:: What the task asks ::
Between the line containing "a seeded, manually" and the line containing "records and a" lies a run of lines; give that run again exactly, with both of those lines, and nothing else from the entries below.

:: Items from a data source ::
⁂

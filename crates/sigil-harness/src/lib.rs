//! Deterministic simulation harness for Sigil protocol store testing.
//!
//! [`SimEnv`] replaces the system clock and RNG with a seeded, manually
//! advanced environment so every store run is reproducible from its seed.
//!
//! # Model-Based Testing
//!
//! The `ops` module generates [`StoreOp`] sequences and applies them to both a
//! real store and a [`SessionModel`]; after each operation the two must agree
//! on which sessions exist, which are open, and how many envelopes are
//! queued.
//!
//! # Fixtures
//!
//! The `fixtures` module builds identities, sessions, legacy records and a
//! bootstrapped store, plus a [`ScriptedSender`] for light reset tests.

#![forbid(unsafe_code)]
#![warn(missing_docs)]

pub mod fixtures;
pub mod ops;
pub mod sim_env;

pub use fixtures::{ScriptedSender, SimStore, bootstrap_store, bootstrap_store_with};
pub use ops::{SessionModel, StoreOp, apply, check};
pub use sim_env::{SIM_EPOCH_MS, SimEnv};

⁂

:: Answer section ::
//! [`SimEnv`] replaces the system clock and RNG with a seeded, manually
//! advanced environment so every store run is reproducible from its seed.
//!
//! # Model-Based Testing
//!
//! The `ops` module generates [`StoreOp`] sequences and applies them to both a
//! real store and a [`SessionModel`]; after each operation the two must agree
//! on which sessions exist, which are open, and how many envelopes are
//! queued.
//!
//! # Fixtures
//!
//! The `fixtures` module builds identities, sessions, legacy records and a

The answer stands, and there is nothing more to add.